Firstly, the lack of synchronous technology infrastructure limits comprehensive implementation. KTNN has submitted a project to apply artificial intelligence and big data until 2026, which has been approved by the Ministry of Finance for funding and is expected to start early next year.

Second, the issue of data sharing between ministries and branches remains difficult despite the coordination regulations. The audit agency is preparing to connect to the National Data Center and coordinate with the Ministry of Public Security to ensure information security.

Third, the human resources for information technology and auditors are still lacking and uneven.
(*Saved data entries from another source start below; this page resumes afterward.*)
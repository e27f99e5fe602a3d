//! Persisted session credentials
//!
//! Keeps the signed-in flag, tokens and the last known user id between runs
//! so the app stays usable offline. Logging out clears everything except
//! `last_user_id`, which offline listing falls back to.

use std::fs;
use std::path::PathBuf;

use anyhow::{Context, Result};
use serde::{Deserialize, Serialize};

#[derive(Debug, Clone, Default, PartialEq, Eq, Serialize, Deserialize)]
pub struct Credentials {
    #[serde(default)]
    pub logged_in: bool,
    #[serde(default)]
    pub user_id: Option<String>,
    #[serde(default)]
    pub id_token: Option<String>,
    #[serde(default)]
    pub refresh_token: Option<String>,
    #[serde(default)]
    pub last_user_id: Option<String>,
}

/// Credentials with optional file persistence
#[derive(Debug, Default)]
pub struct CredentialStore {
    credentials: Credentials,
    path: Option<PathBuf>,
}

impl CredentialStore {
    /// In-memory only
    pub fn new() -> Self {
        Self::default()
    }

    /// Persist to `path`, loading what is already there
    pub fn with_path(path: PathBuf) -> Result<Self> {
        let mut store = Self {
            credentials: Credentials::default(),
            path: Some(path.clone()),
        };

        if path.exists() {
            store.load()?;
        }

        Ok(store)
    }

    pub fn credentials(&self) -> &Credentials {
        &self.credentials
    }

    /// Record a successful sign-in
    pub fn sign_in(&mut self, user_id: &str, id_token: String, refresh_token: Option<String>) {
        self.credentials = Credentials {
            logged_in: true,
            user_id: Some(user_id.to_string()),
            id_token: Some(id_token),
            refresh_token,
            last_user_id: Some(user_id.to_string()),
        };
    }

    pub fn set_id_token(&mut self, id_token: String) {
        self.credentials.id_token = Some(id_token);
    }

    /// Drop the session, keeping `last_user_id`
    pub fn clear_session(&mut self) {
        let last_user_id = self
            .credentials
            .user_id
            .take()
            .or_else(|| self.credentials.last_user_id.take());
        self.credentials = Credentials {
            last_user_id,
            ..Credentials::default()
        };
    }

    pub fn save(&self) -> Result<()> {
        let Some(ref path) = self.path else {
            return Ok(());
        };

        if let Some(parent) = path.parent() {
            fs::create_dir_all(parent)
                .with_context(|| format!("Failed to create directory {:?}", parent))?;
        }

        let content =
            serde_json::to_string_pretty(&self.credentials).context("Failed to serialize credentials")?;
        fs::write(path, content)
            .with_context(|| format!("Failed to write credentials to {:?}", path))?;
        Ok(())
    }

    fn load(&mut self) -> Result<()> {
        let Some(ref path) = self.path else {
            return Ok(());
        };

        let content = fs::read_to_string(path)
            .with_context(|| format!("Failed to read credentials from {:?}", path))?;
        self.credentials = serde_json::from_str(&content)
            .with_context(|| format!("Failed to parse credentials in {:?}", path))?;
        Ok(())
    }
}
To overcome this, the State Audit Office is organizing training courses on digital citizenship, information security, etc. In addition, the Ministry of Home Affairs has issued a policy to support 5 million VND/month for civil servants working in IT, encouraging the attraction of high-quality human resources to the public sector.

"These are solid steps to help the State Audit Office prepare to transition to smart auditing, ensuring transparency, safety and efficiency," said Mr. Pham Huy Thong.